Database Migrations That Won’t Wake You at 3 AM

The phone buzzes. 3:17 AM. Your deployment went live at midnight, everything looked fine, and now your database is locked up tighter than a bicycle at Amsterdam Centraal.

I’ve been there. After nineteen years of Rails deployments, I’ve learned that the migrations which look the simplest are often the ones that bite hardest.

The Migration That Looks Innocent

Here’s a classic:

add_index :orders, :customer_id

One line. Clean. What could go wrong?

On a table with 50 million rows, Postgres will lock the entire table while it builds that index. Depending on your hardware, that’s anywhere from 30 seconds to several minutes where nobody can insert, update, or delete orders. Your checkout flow? Dead. Customer service queue? Growing.
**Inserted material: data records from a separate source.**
use std::sync::OnceLock;
use regex::Regex;
use crate::core::error::DbError;
use crate::core::storage::TableStore;
use crate::core::types::RowId;
use super::table::{GroupedRows, TableDetail, TableService};

/// 从文本中解析出的 JOIN 子句，尚未与任何表关联
#[derive(Debug, Clone, PartialEq)]
pub struct JoinSpec {
    pub table: String,
    pub alias: Option<String>,
    pub left: String,
    pub right: String,
}

/// 已解析到具体表的连接条件：left_table.left_column = target.right_column
#[derive(Debug, Clone)]
struct JoinClause {
    target: TableDetail,
    left_table: String,
    left_column: String,
    right_column: String,
}

/// 内连接求值器
#[derive(Debug, Clone, Default)]
pub struct Join {
    clauses: Vec<JoinClause>,
}

fn join_pattern() -> &'static Regex {
    static PATTERN: OnceLock<Regex> = OnceLock::new();
    PATTERN.get_or_init(|| {
        Regex::new(
            r"(?i)(?:INNER\s+)?JOIN\s+(?P<Table>\w+)(?:\s+(?:AS\s+)?(?P<Alias>\w+))??\s+ON\s+(?P<Left>[\w.]+)\s*=\s*(?P<Right>[\w.]+)",
        )
        .expect("join pattern is valid")
    })
}

impl Join {
    pub fn new() -> Self {
        Join::default()
    }

    /// 解析 `JOIN t [AS] [alias] ON a = b` 序列
    pub fn parse_clauses(raw: &str) -> Result<Vec<JoinSpec>, DbError> {
        let mut specs = Vec::new();
        let mut consumed = 0;
        for captures in join_pattern().captures_iter(raw) {
            let whole = captures.get(0).map_or(0..0, |m| m.range());
            if !raw[consumed..whole.start].trim().is_empty() {
                return Err(DbError::SqlError(format!(
                    "无法解析的JOIN子句: {}",
                    raw[consumed..whole.start].trim()
                )));
            }
            consumed = whole.end;
            specs.push(JoinSpec {
                table: captures["Table"].to_string(),
                alias: captures.name("Alias").map(|m| m.as_str().to_string()),
                left: captures["Left"].to_string(),
                right: captures["Right"].to_string(),
            });
        }
        if !raw[consumed..].trim().is_empty() {
            return Err(DbError::SqlError(format!(
                "无法解析的JOIN子句: {}",
                raw[consumed..].trim()
            )));
        }
        Ok(specs)
    }

    /// 加载每个被连接的表并注册到 TableService，解析连接条件两侧的列
    pub fn build(
        specs: &[JoinSpec],
        tables: &mut TableService,
        store: &dyn TableStore,
    ) -> Result<Self, DbError> {
        let mut clauses = Vec::new();
        for spec in specs {
            let detail = TableDetail::load(store, tables.database_name(), &spec.table, spec.alias.clone())?;
            let target_name = detail.name_in_use().to_string();
            tables.register(detail.clone())?;

            let (left_table, left_column) = resolve_side(tables, &spec.left)?;
            let (right_table, right_column) = resolve_side(tables, &spec.right)?;

            let (left_table, left_column, right_column) = if right_table == target_name && left_table != target_name {
                (left_table, left_column, right_column)
            } else if left_table == target_name && right_table != target_name {
                (right_table, right_column, left_column)
            } else {
                return Err(DbError::InvalidExpression(format!(
                    "连接条件 {} = {} 必须连接 {} 与之前的表",
                    spec.left, spec.right, target_name
                )));
            };

            clauses.push(JoinClause {
                target: detail,
                left_table,
                left_column,
                right_column,
            });
        }
        Ok(Join { clauses })
    }

    pub fn contains_join(&self) -> bool {
        !self.clauses.is_empty()
    }

    /// 表在连接后行标识中的位置：FROM 表为 0，第 k 个 JOIN 的表为 k
    pub fn part_index(&self, name_in_use: &str) -> Option<usize> {
        self.clauses
            .iter()
            .position(|clause| clause.target.name_in_use() == name_in_use)
            .map(|position| position + 1)
    }

    /// 依次应用每个连接子句，只保留两侧连接键相等的组合
    pub fn evaluate(&self, rows: GroupedRows) -> Result<GroupedRows, DbError> {
        let mut current = rows;
        for clause in &self.clauses {
            let target_name = clause.target.name_in_use();
            let mut next = GroupedRows::new();

            for (left_id, joined) in &current {
                let left_value = match joined
                    .get(&clause.left_table)
                    .and_then(|row| row.get(&clause.left_column))
                {
                    Some(value) if !value.is_null() => value,
                    _ => continue,
                };

                for (right_id, right_row) in &clause.target.content {
                    let right_value = match right_row.get(&clause.right_column) {
                        Some(value) if !value.is_null() => value,
                        _ => continue,
                    };
                    if left_value.value_eq(right_value)? {
                        let mut merged = joined.clone();
                        merged.insert(target_name.to_string(), right_row.clone());
                        next.insert(RowId::joined(left_id, right_id), merged);
                    }
                }
            }
            current = next;
        }
        Ok(current)
    }
}

fn resolve_side(tables: &TableService, column_ref: &str) -> Result<(String, String), DbError> {
    let (table, column) = tables.resolve(column_ref)?;
    Ok((table.name_in_use().to_string(), column))
}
Building Indexes Without the Drama

Postgres has a CONCURRENTLY option for index creation. It takes longer, but it won’t block writes:

class AddCustomerIdIndexToOrders < ActiveRecord::Migration[7.1]
  disable_ddl_transaction!

  def change
    add_index :orders, :customer_id, algorithm: :concurrently
  end
end

The disable_ddl_transaction! is crucial. Concurrent index builds can’t run inside a transaction, so you need to tell Rails to skip wrapping this migration in one.

One catch: if the migration fails halfway through, you’ll have an invalid index sitting there. Always check for stragglers:

SELECT indexrelid::regclass, indisvalid 
FROM pg_index 
WHERE NOT indisvalid;

The Expand and Contract Pattern

Renaming a column seems straightforward enough:

rename_column :users, :email, :email_address

The problem? Your running application still expects email. The moment that migration runs, every request trying to read users.email explodes.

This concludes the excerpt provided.